EXERCISE DATA section start

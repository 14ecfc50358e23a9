// Copyright 2015-2023 Benjamin Fry <benjaminfry@me.com>
//
// Licensed under the Apache License, Version 2.0, <LICENSE-APACHE or
// https://apache.org/licenses/LICENSE-2.0> or the MIT license <LICENSE-MIT or
// https://opensource.org/licenses/MIT>, at your option. This file may not be
// copied, modified, or distributed except according to those terms.

//! Extended DNS options

use std::fmt;

#[cfg(feature = "serde")]
use serde::{Deserialize, Serialize};

use crate::{
    error::*,
    op::ResponseCode,
    rr::{
        rdata::{
            opt::{self, EdnsCode, EdnsOption},
            OPT,
        },
        RecordType,
    },
    serialize::binary::{BinDecodable, BinDecoder, BinEncodable, BinEncoder, DecodeError, Restrict},
};

mod ttl;

pub use self::ttl::ExtendedTtl;

/// The payload size advertised when none is configured, as recommended by DNS Flag Day 2020.
pub const DEFAULT_MAX_PAYLOAD: u16 = 1232;

/// Payload sizes below this are treated as this value, [RFC 6891](https://tools.ietf.org/html/rfc6891#section-6.2.3)
pub const MIN_MAX_PAYLOAD: u16 = 512;

/// Edns implements the higher level concepts for working with extended dns as it is used to create or be
/// created from OPT record data.
///
/// The record owner is always the root and the type always OPT, so only the repurposed CLASS
///  (payload size) and TTL fields are stored, along with the option list.
///
/// ```text
///     +------------+--------------+------------------------------+
///     | Field Name | Field Type   | Description                  |
///     +------------+--------------+------------------------------+
///     | NAME       | domain name  | MUST be 0 (root domain)      |
///     | TYPE       | u_int16_t    | OPT (41)                     |
///     | CLASS      | u_int16_t    | requestor's UDP payload size |
///     | TTL        | u_int32_t    | extended RCODE and flags     |
///     | RDLEN      | u_int16_t    | length of all RDATA          |
///     | RDATA      | octet stream | {attribute,value} pairs      |
///     +------------+--------------+------------------------------+
/// ```
#[cfg_attr(feature = "serde", derive(Deserialize, Serialize))]
#[derive(Debug, PartialEq, Eq, Clone)]
pub struct Edns {
    // requestor's UDP payload size (from RR CLASS)
    max_payload: u16,
    // high bits of the rcode, version, DNSSEC OK and Z (from RR TTL)
    ttl: ExtendedTtl,
    options: OPT,
}

impl Default for Edns {
    fn default() -> Self {
        Self {
            max_payload: DEFAULT_MAX_PAYLOAD,
            ttl: ExtendedTtl::default(),
            options: OPT::default(),
        }
    }
}

impl Edns {
    /// Creates a new extended DNS object.
    pub fn new() -> Self {
        Self::default()
    }

    /// Builds the EDNS object from the CLASS, TTL and RDATA of an OPT record
    pub fn from_parts(max_payload: u16, ttl: u32, options: OPT) -> Self {
        Self {
            max_payload,
            ttl: ExtendedTtl::new(ttl),
            options,
        }
    }

    /// The high order bytes for the response code in the DNS Message
    pub fn rcode_high(&self) -> u8 {
        self.ttl.rcode_high()
    }

    /// The extended part of the response code, with the low 4 bits (owned by the header) zeroed
    pub fn extended_rcode(&self) -> u16 {
        self.ttl.extended_rcode()
    }

    /// Combines the extended bits with the 4 bits from the message header
    pub fn response_code(&self, header_rcode_low: u8) -> ResponseCode {
        ResponseCode::from(self.rcode_high(), header_rcode_low)
    }

    /// Returns the EDNS version
    pub fn version(&self) -> u8 {
        self.ttl.version()
    }

    /// Specifies that DNSSEC is supported for this Client or Server
    pub fn dnssec_ok(&self) -> bool {
        self.ttl.dnssec_ok()
    }

    /// Returns the Z flags.
    /// Should be ignored by receivers.
    /// Only the low 15 bits are significant.
    /// The high bit is always returned as zero.
    pub fn z_flags(&self) -> u16 {
        self.ttl.z()
    }

    /// The TTL field as it is written on the wire
    pub fn ttl(&self) -> ExtendedTtl {
        self.ttl
    }

    /// Maximum supported size of the DNS payload, exactly as set or received
    pub fn max_payload(&self) -> u16 {
        self.max_payload
    }

    /// Maximum supported size of the DNS payload, with values lower than 512 treated as 512
    pub fn effective_max_payload(&self) -> u16 {
        self.max_payload.max(MIN_MAX_PAYLOAD)
    }

    /// Returns the first Option associated with the code
    pub fn option(&self, code: EdnsCode) -> Option<&EdnsOption> {
        self.options.get(code)
    }

    /// Returns the options portion of EDNS
    pub fn options(&self) -> &OPT {
        &self.options
    }

    /// Returns a mutable options portion of EDNS
    pub fn options_mut(&mut self) -> &mut OPT {
        &mut self.options
    }

    /// Set the high order bits for the result code.
    pub fn set_rcode_high(&mut self, rcode_high: u8) -> &mut Self {
        self.ttl = self.ttl.with_rcode_high(rcode_high);
        self
    }

    /// Set the extended response code from a full 12 bit code, the low 4 bits are ignored
    pub fn set_extended_rcode(&mut self, rcode: u16) -> &mut Self {
        self.ttl = self.ttl.with_extended_rcode(rcode);
        self
    }

    /// Stores the high bits of `response_code`, the low bits must be written to the header
    pub fn set_response_code(&mut self, response_code: ResponseCode) -> &mut Self {
        self.set_rcode_high(response_code.high())
    }

    /// Set the EDNS version
    pub fn set_version(&mut self, version: u8) -> &mut Self {
        self.ttl = self.ttl.with_version(version);
        self
    }

    /// Set to true if DNSSEC is supported
    pub fn set_dnssec_ok(&mut self, dnssec_ok: bool) -> &mut Self {
        self.ttl = self.ttl.with_dnssec_ok(dnssec_ok);
        self
    }

    /// Sets the DNSSEC OK flag
    pub fn enable_dnssec_ok(&mut self) -> &mut Self {
        self.set_dnssec_ok(true)
    }

    /// Set the Z flags.
    /// Should be set to zero by senders.
    /// Only the low 15 bits are significant.
    /// The high bit is ignored.
    pub fn set_z_flags(&mut self, z: u16) -> &mut Self {
        self.ttl = self.ttl.with_z(z);
        self
    }

    /// Set the maximum payload which can be supported
    ///
    /// The value is stored as is, so that a received record is re-encoded unchanged; see
    ///  [`Self::effective_max_payload`].
    pub fn set_max_payload(&mut self, max_payload: u16) -> &mut Self {
        self.max_payload = max_payload;
        self
    }

    /// Reads the RDATA of an OPT record whose fixed fields were already read by the caller
    ///
    /// # Arguments
    ///
    /// * `decoder` - positioned at the start of the RDATA
    /// * `max_payload` - the CLASS field of the record
    /// * `ttl` - the TTL field of the record
    /// * `rdata_length` - the RDLENGTH field of the record
    pub fn read_rdata(
        decoder: &mut BinDecoder<'_>,
        max_payload: u16,
        ttl: u32,
        rdata_length: Restrict<u16>,
    ) -> ProtoResult<Self> {
        let options = opt::read(decoder, rdata_length)?;
        Ok(Self::from_parts(max_payload, ttl, options))
    }
}

impl BinEncodable for Edns {
    fn emit(&self, encoder: &mut BinEncoder<'_>) -> ProtoResult<()> {
        encoder.emit(0)?; // Name::root
        RecordType::OPT.emit(encoder)?;
        encoder.emit_u16(self.max_payload)?;
        self.ttl.emit(encoder)?;

        // write the opts as rdata...
        let place = encoder.place::<u16>()?;
        self.options.emit(encoder)?;
        let len = encoder.len_since_place(&place);
        // the encoder refuses to grow past u16::MAX
        debug_assert!(len <= u16::MAX as usize);

        place.replace(encoder, len as u16)
    }
}

impl<'r> BinDecodable<'r> for Edns {
    fn read(decoder: &mut BinDecoder<'r>) -> ProtoResult<Self> {
        let label = decoder.read_u8()?.unverified(/*verified as the root label below*/);
        if label != 0 {
            return Err(DecodeError::EdnsNameNotRoot(label).into());
        }

        let record_type = RecordType::read(decoder)?;
        if record_type != RecordType::OPT {
            return Err(DecodeError::NotOptRecordType(record_type.into()).into());
        }

        let max_payload = decoder.read_u16()?.unverified(/*any payload size is kept as is*/);
        let ttl = ExtendedTtl::read(decoder)?;
        let rdata_length = decoder.read_u16()?;

        Self::read_rdata(decoder, max_payload, ttl.into(), rdata_length)
    }
}

impl fmt::Display for Edns {
    fn fmt(&self, f: &mut fmt::Formatter<'_>) -> Result<(), fmt::Error> {
        write!(
            f,
            "version: {version} dnssec_ok: {dnssec_ok} z_flags: 0x{z_flags:04x} max_payload: {max_payload} opts: {opts_len}",
            version = self.version(),
            dnssec_ok = self.dnssec_ok(),
            z_flags = self.z_flags(),
            max_payload = self.max_payload,
            opts_len = self.options.len(),
        )?;

        for option in self.options.iter() {
            write!(f, "; {option}")?;
        }

        Ok(())
    }
}

#[cfg(test)]
mod tests {
    use std::net::{IpAddr, Ipv4Addr};

    use super::*;
    use crate::rr::rdata::opt::{ClientSubnet, UpdateLease};

    #[test]
    fn test_opt_ttl() {
        let mut edns = Edns::new();

        // verify the default setting of DO=0
        assert!(!edns.dnssec_ok());

        // starting with DO=0, set without a value
        edns.enable_dnssec_ok();
        assert!(edns.dnssec_ok());
        // starting with DO=1, set to true
        edns.set_dnssec_ok(true);
        assert!(edns.dnssec_ok());
        // starting with DO=1, set to false
        edns.set_dnssec_ok(false);
        assert!(!edns.dnssec_ok());
        // starting with DO=0, set to false
        edns.set_dnssec_ok(false);
        assert!(!edns.dnssec_ok());
        // starting with DO=0, set to true
        edns.set_dnssec_ok(true);
        assert!(edns.dnssec_ok());
        // starting with DO=1, set without a value
        edns.enable_dnssec_ok();
        assert!(edns.dnssec_ok());

        assert_eq!(edns.version(), 0);

        edns.set_version(42);
        assert_eq!(edns.version(), 42);

        edns.set_extended_rcode(42);
        // the low 4 bits belong to the header
        assert_eq!(edns.extended_rcode(), 42 & 0xFFF0);

        // setting a non-extended rcode resets the upper 8 bits
        edns.set_extended_rcode(u16::from(ResponseCode::NotAuth));
        assert_eq!(edns.extended_rcode(), 0);

        assert_eq!(edns.version(), 42);
        assert!(edns.dnssec_ok());
        assert_eq!(edns.z_flags(), 0);
    }

    #[test]
    fn test_z() {
        let mut edns = Edns::new();
        edns.set_version(8).enable_dnssec_ok();
        assert_eq!(edns.z_flags(), 0);

        edns.set_z_flags(5);
        assert_eq!(edns.z_flags(), 5);

        edns.set_z_flags(0xFFFF);
        assert_eq!(edns.z_flags(), 0x7FFF);

        assert_eq!(edns.version(), 8);
        assert!(edns.dnssec_ok());
    }

    #[test]
    fn test_response_code() {
        let mut edns = Edns::new();
        edns.set_response_code(ResponseCode::BADVERS);
        assert_eq!(edns.rcode_high(), 1);

        // the header would carry the low bits of BADVERS
        assert_eq!(
            edns.response_code(ResponseCode::BADVERS.low()),
            ResponseCode::BADVERS
        );
        assert_eq!(edns.response_code(7), ResponseCode::BADCOOKIE);
    }

    #[test]
    fn test_emit_layout() {
        let mut edns = Edns::new();
        edns.set_max_payload(4096).enable_dnssec_ok();
        edns.options_mut()
            .insert(EdnsOption::UpdateLease(UpdateLease::new(3600)));

        let bytes = edns.to_bytes().unwrap();
        assert_eq!(
            bytes,
            vec![
                0x00, // root
                0x00, 0x29, // OPT
                0x10, 0x00, // 4096
                0x00, 0x00, 0x80, 0x00, // DO
                0x00, 0x08, // rdlength
                0x00, 0x02, 0x00, 0x04, // UL, 4 bytes
                0x00, 0x00, 0x0e, 0x10, // 3600
            ]
        );
    }

    #[test]
    fn test_encode_decode() {
        let mut edns = Edns::new();

        edns.set_dnssec_ok(true);
        edns.set_z_flags(0x4001);
        edns.set_max_payload(0x8008);
        edns.set_version(0x40);
        edns.set_rcode_high(0x01);
        edns.options_mut()
            .insert(EdnsOption::Subnet(ClientSubnet::new(
                IpAddr::V4(Ipv4Addr::new(192, 0, 2, 0)),
                24,
                0,
            )));
        edns.options_mut().insert(EdnsOption::Nsid(vec![]));

        let bytes = edns.to_bytes().unwrap();
        let edns_decode = Edns::from_bytes(&bytes).unwrap();

        assert_eq!(edns.dnssec_ok(), edns_decode.dnssec_ok());
        assert_eq!(edns.z_flags(), edns_decode.z_flags());
        assert_eq!(edns.max_payload(), edns_decode.max_payload());
        assert_eq!(edns.version(), edns_decode.version());
        assert_eq!(edns.rcode_high(), edns_decode.rcode_high());
        assert_eq!(edns.options(), edns_decode.options());
        assert_eq!(edns, edns_decode);

        // re-encoding is stable
        assert_eq!(edns_decode.to_bytes().unwrap(), bytes);

        edns.options_mut().remove(EdnsCode::Subnet);
        assert!(edns.option(EdnsCode::Subnet).is_none());
        assert!(edns.option(EdnsCode::NSID).is_some());
    }

    #[test]
    fn test_max_payload() {
        let mut edns = Edns::new();
        assert_eq!(edns.max_payload(), DEFAULT_MAX_PAYLOAD);

        edns.set_max_payload(100);
        assert_eq!(edns.max_payload(), 100);
        assert_eq!(edns.effective_max_payload(), 512);
    }

    #[test]
    fn test_read_not_root() {
        let bytes = [
            0x01, b'a', 0x00, 0x00, 0x29, 0x02, 0x00, 0, 0, 0, 0, 0x00, 0x00,
        ];
        let err = Edns::from_bytes(&bytes).unwrap_err();
        assert!(matches!(
            err.as_decode(),
            Some(DecodeError::EdnsNameNotRoot(0x01))
        ));
    }

    #[test]
    fn test_read_not_opt() {
        // an A record
        let bytes = [0x00, 0x00, 0x01, 0x00, 0x01, 0, 0, 0, 0, 0x00, 0x00];
        let err = Edns::from_bytes(&bytes).unwrap_err();
        assert!(matches!(
            err.as_decode(),
            Some(DecodeError::NotOptRecordType(1))
        ));
    }

    #[test]
    fn test_read_rdata() {
        // the enclosing message codec has consumed NAME, TYPE, CLASS, TTL and RDLENGTH
        let rdata = [0x00, 0x0b, 0x00, 0x02, 0x00, 0x64];
        let mut decoder = BinDecoder::new(&rdata);
        let edns =
            Edns::read_rdata(&mut decoder, 1232, 0x0000_8000, Restrict::new(rdata.len() as u16))
                .unwrap();

        assert!(edns.dnssec_ok());
        assert_eq!(edns.max_payload(), 1232);
        assert_eq!(edns.options().len(), 1);
        assert!(decoder.is_empty());
    }

    #[test]
    fn test_display() {
        let mut edns = Edns::new();
        edns.enable_dnssec_ok();
        edns.options_mut()
            .insert(EdnsOption::UpdateLease(UpdateLease::new(60)));

        assert_eq!(
            edns.to_string(),
            "version: 0 dnssec_ok: true z_flags: 0x0000 max_payload: 1232 opts: 1; UL: lease 60s"
        );
    }
}
// Copyright 2015-2023 Benjamin Fry <benjaminfry@me.com>
//
// Licensed under the Apache License, Version 2.0, <LICENSE-APACHE or
// https://apache.org/licenses/LICENSE-2.0> or the MIT license <LICENSE-MIT or
// https://opensource.org/licenses/MIT>, at your option. This file may not be
// copied, modified, or distributed except according to those terms.

//! Record data structures and related serialization methods

pub mod opt;

pub use self::opt::OPT;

EXERCISE DATA section end

**PROBLEM DESCRIPTION:**
Filter the entries down to the lines holding the string "BinEncodable". Copy each of those lines.

**PROBLEM SOLUTION:**
    serialize::binary::{BinDecodable, BinDecoder, BinEncodable, BinEncoder, DecodeError, Restrict},
impl BinEncodable for Edns {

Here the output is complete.